Ancai Hi-Tech (600207): Profits are under pressure in 2022, “14th Five-Year Plan” photothermal glass is expected to achieve a sharp rise in profit

國信證券 ·  Apr 12, 2023 09:43  · Researches

In 2022, the company's revenue increased quarterly, and the mother's net profit was under pressure. In 2022, the company achieved operating income of 4.14 billion yuan, +23% year on year; net profit of 0.8 billion yuan, -63% year on year; net profit of non-return mother was 0.5 billion yuan, -71% year on year. Corresponding to 22Q4, revenue was 1.36 billion yuan in a single quarter, +57% year on year, +31% month on month; net profit of the mother was -0.3 billion yuan, -727% year on year, -161% month on month; net profit after deducting non-return to the mother was -0.4 billion yuan, -1526% year on year, -202% month on month.

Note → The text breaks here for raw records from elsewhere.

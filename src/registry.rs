use std::sync::Arc;
use std::time::Duration;

use tracing::{debug, warn};

use crate::error::{DecodeError, TrackerError, TrackerResult};
use crate::order_key::{OrderKey, escape};
use crate::store::{KeyRead, KvStore};
use crate::types::{Marketplace, OrderRecord};

pub const REGISTRY_PREFIX: &str = "bids";

/// Key of the registry set holding order keys for one task on one marketplace.
pub fn registry_key(task_id: &str, marketplace: Marketplace) -> String {
    format!("{REGISTRY_PREFIX}:{}:{marketplace}", escape(task_id))
}

/// Outcome of the record write + set add pair.
#[derive(Debug, Clone, Copy, PartialEq, Eq)]
pub enum RegisterOutcome {
    Indexed,
    /// The record was written but the registry set add failed. The record
    /// stays invisible to reconciliation and expires on its own.
    Unindexed,
}

/// Registry set membership, split into decodable keys and the rest.
#[derive(Debug, Clone, Default)]
pub struct Candidates {
    pub keys: Vec<OrderKey>,
    pub undecodable: Vec<DecodeError>,
}

/// Per-task, per-marketplace index of live order keys.
///
/// Membership is a hint only: a listed key may point at a record that has
/// already expired.
#[derive(Clone)]
pub struct Registry {
    store: Arc<dyn KvStore>,
}

impl Registry {
    pub fn new(store: Arc<dyn KvStore>) -> Self {
        Self { store }
    }

    /// Write the record with `ttl`, then index its key. The two writes are not
    /// atomic; a failed index write is logged and reported, not rolled back.
    pub async fn register_order(
        &self,
        key: &OrderKey,
        record: &OrderRecord,
        ttl: Duration,
    ) -> TrackerResult<RegisterOutcome> {
        if ttl.is_zero() {
            return Err(TrackerError::Config("order ttl must be positive".into()));
        }
        let encoded = key.encode();
        let value = serde_json::to_string(record)?;
        self.store.put_with_ttl(encoded.clone(), value, ttl).await?;

        let set = registry_key(&key.task_id, key.marketplace);
        match self.store.set_add(set, encoded.clone()).await {
            Ok(_) => {
                debug!(
                    task_id = %key.task_id,
                    marketplace = %key.marketplace,
                    key = %encoded,
                    ttl_secs = ttl.as_secs(),
                    "order registered"
                );
                Ok(RegisterOutcome::Indexed)
            }
            Err(err) => {
                warn!(
                    task_id = %key.task_id,
                    marketplace = %key.marketplace,
                    key = %encoded,
                    error = %err,
                    "order record written but not indexed"
                );
                Ok(RegisterOutcome::Unindexed)
            }
        }
    }

    /// Current set membership, which may include orphaned keys.
    pub async fn list_candidate_keys(
        &self,
        task_id: &str,
        marketplace: Marketplace,
    ) -> TrackerResult<Candidates> {
        let members = self
            .store
            .set_members(registry_key(task_id, marketplace))
            .await?;
        let mut candidates = Candidates::default();
        for raw in members {
            match OrderKey::decode(&raw) {
                Ok(key) if key.task_id == task_id && key.marketplace == marketplace => {
                    candidates.keys.push(key)
                }
                Ok(key) => candidates.undecodable.push(DecodeError::new(
                    &raw,
                    format!(
                        "registered under {task_id}/{marketplace} but encodes {}/{}",
                        key.task_id, key.marketplace
                    ),
                )),
                Err(err) => candidates.undecodable.push(err),
            }
        }
        Ok(candidates)
    }

    /// Bulk read of the records behind `keys`, in order, with remaining TTL.
    /// A record on an unreachable node fails alone.
    pub async fn fetch_records(&self, keys: &[OrderKey]) -> TrackerResult<Vec<KeyRead>> {
        self.store
            .fetch_with_ttl(keys.iter().map(OrderKey::encode).collect())
            .await
    }

    /// Cancel path: drop the key from the registry set, then delete the record.
    /// Returns whether the key was registered.
    pub async fn remove_order(
        &self,
        task_id: &str,
        marketplace: Marketplace,
        key: &OrderKey,
    ) -> TrackerResult<bool> {
        if key.task_id != task_id || key.marketplace != marketplace {
            return Err(TrackerError::KeyMismatch {
                task_id: task_id.to_string(),
                marketplace,
            });
        }
        let encoded = key.encode();
        let removed = self
            .store
            .set_remove(registry_key(task_id, marketplace), vec![encoded.clone()])
            .await?;
        if let Err(err) = self.store.delete(encoded.clone()).await {
            warn!(%task_id, %marketplace, key = %encoded, error = %err, "order record delete failed");
        }
        debug!(%task_id, %marketplace, key = %encoded, removed, "order removed");
        Ok(removed > 0)
    }

    /// Remove members whose record is gone or undecodable. Members whose
    /// record could not be read are kept. Returns how many were removed.
    pub async fn prune_orphans(&self, task_id: &str, marketplace: Marketplace) -> TrackerResult<usize> {
        let candidates = self.list_candidate_keys(task_id, marketplace).await?;
        let records = self.fetch_records(&candidates.keys).await?;

        let mut orphans: Vec<String> = candidates
            .keys
            .iter()
            .zip(&records)
            .filter(|(_, record)| matches!(record, Ok(None)))
            .map(|(key, _)| key.encode())
            .collect();
        orphans.extend(candidates.undecodable.into_iter().map(|e| e.key));

        if orphans.is_empty() {
            return Ok(0);
        }
        let removed = self
            .store
            .set_remove(registry_key(task_id, marketplace), orphans)
            .await?;
        debug!(%task_id, %marketplace, removed, "pruned orphaned registry entries");
        Ok(removed)
    }
}
//! probe-cluster: connect to the configured cluster and document its layout.
//!
//! Prints the discovered slot map (after address remapping), pings every
//! node, and reports which node owns the registry sets of a sample task.

use std::path::PathBuf;

use anyhow::{Context, Result};
use clap::Parser;
use serde::Serialize;

use nft_bid_tracker::cluster::{ClusterManager, key_slot};
use nft_bid_tracker::config::{AppConfig, CONFIG_PATH};
use nft_bid_tracker::registry::registry_key;
use nft_bid_tracker::reporter;
use nft_bid_tracker::types::Marketplace;

#[derive(Parser)]
#[command(name = "probe-cluster", about = "Print cluster slot map and node latency")]
struct Cli {
    #[arg(long, default_value = CONFIG_PATH)]
    config: PathBuf,

    /// Task id whose registry set placement is shown
    #[arg(long, default_value = "T1")]
    task_id: String,
}

#[derive(Serialize)]
struct NodeProbe {
    node: String,
    latency_ms: Option<f64>,
    error: Option<String>,
}

#[tokio::main]
async fn main() -> Result<()> {
    tracing_subscriber::fmt()
        .with_env_filter(
            tracing_subscriber::EnvFilter::try_from_default_env()
                .unwrap_or_else(|_| tracing_subscriber::EnvFilter::new("warn")),
        )
        .with_writer(std::io::stderr)
        .init();
    dotenvy::dotenv().ok();

    let cli = Cli::parse();
    let mut config = AppConfig::load(&cli.config)?;
    config.apply_env_overrides();
    config.cluster.validate().context("invalid [cluster] section")?;

    println!("=== Probe: cluster topology ===");
    println!("Seeds: {}", config.cluster.nodes.join(", "));
    println!();

    let manager = ClusterManager::new(config.cluster.clone());
    let handle = manager.get_client().await?;

    // 1. Slot map
    println!("--- 1. Slot ranges ---");
    for range in &handle.topology().ranges {
        println!(
            "{:>5}-{:<5} primary={} replicas=[{}]",
            range.start,
            range.end,
            range.primary,
            range.replicas.join(", ")
        );
    }
    println!();

    // 2. Node latency
    println!("--- 2. PING ---");
    let mut probes = Vec::new();
    for node in handle.topology().nodes() {
        let probe = match handle.ping_node(&node).await {
            Ok(rtt) => NodeProbe {
                node,
                latency_ms: Some(rtt.as_secs_f64() * 1000.0),
                error: None,
            },
            Err(e) => NodeProbe {
                node,
                latency_ms: None,
                error: Some(e.to_string()),
            },
        };
        probes.push(probe);
    }
    reporter::report_summary(&probes);
    println!();

    // 3. Registry placement
    println!("--- 3. Registry sets for task {} ---", cli.task_id);
    for marketplace in Marketplace::ALL {
        let key = registry_key(&cli.task_id, marketplace);
        let slot = key_slot(&key);
        let owner = handle
            .topology()
            .range_for(slot)
            .map(|r| r.primary.as_str())
            .unwrap_or("<unserved>");
        println!("{key:<40} slot={slot:<5} node={owner}");
    }
    println!();
    println!("State: {:?}", manager.state());

    Ok(())
}
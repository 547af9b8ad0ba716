use std::collections::HashSet;

use crate::config::AuthConfig;
use crate::error::{TrackerError, TrackerResult};

/// Bearer-token check at the dashboard boundary.
///
/// An authorizer with no tokens configured rejects every caller.
#[derive(Debug, Clone, Default)]
pub struct Authorizer {
    tokens: HashSet<String>,
}

impl Authorizer {
    pub fn new(tokens: impl IntoIterator<Item = String>) -> Self {
        Self {
            tokens: tokens
                .into_iter()
                .map(|t| t.trim().to_string())
                .filter(|t| !t.is_empty())
                .collect(),
        }
    }

    pub fn from_config(config: &AuthConfig) -> Self {
        Self::new(config.api_tokens.iter().cloned())
    }

    /// Accepts a raw token or an `Authorization` header value (`Bearer <token>`).
    pub fn authorize(&self, credential: Option<&str>) -> TrackerResult<()> {
        let Some(credential) = credential.map(str::trim).filter(|c| !c.is_empty()) else {
            return Err(TrackerError::Unauthorized("missing credentials".into()));
        };
        let token = credential
            .strip_prefix("Bearer ")
            .map(str::trim)
            .unwrap_or(credential);
        if self.tokens.contains(token) {
            Ok(())
        } else {
            Err(TrackerError::Unauthorized("invalid credentials".into()))
        }
    }
}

The photothermal glass business layout is expected to benefit from high demand and a sharp rise in volume profits brought about by high barriers in the industry. In March 2023, the National Energy Administration proposed that solar thermal power will start an additional 3 GW per year during the “14th Five-Year Plan” period. The scale of solar thermal installations and the demand for related equipment in China are expected to rise. In 2017, the company broke the technology monopoly of Japan's Asahi Glass and developed its own 3mm and 4mm photothermal ultra-white float glass substrates. The full spectral transmittance reached more than 91%, and the main quality performance indicators such as elastic modulus, weather resistance, and Mohs hardness all reached the advanced level of peers. Currently, the production capacity of photothermal glass in the industry is limited. The industry barriers are high and the competitive pattern is stable. Under production capacity, Asahi Glass and Ancai Hi-Tech each account for about half of the market. In the future, the company is expected to benefit from the high demand for glass brought about by the rapid development of photothermal power generation and achieve a sharp rise in quantitative profit.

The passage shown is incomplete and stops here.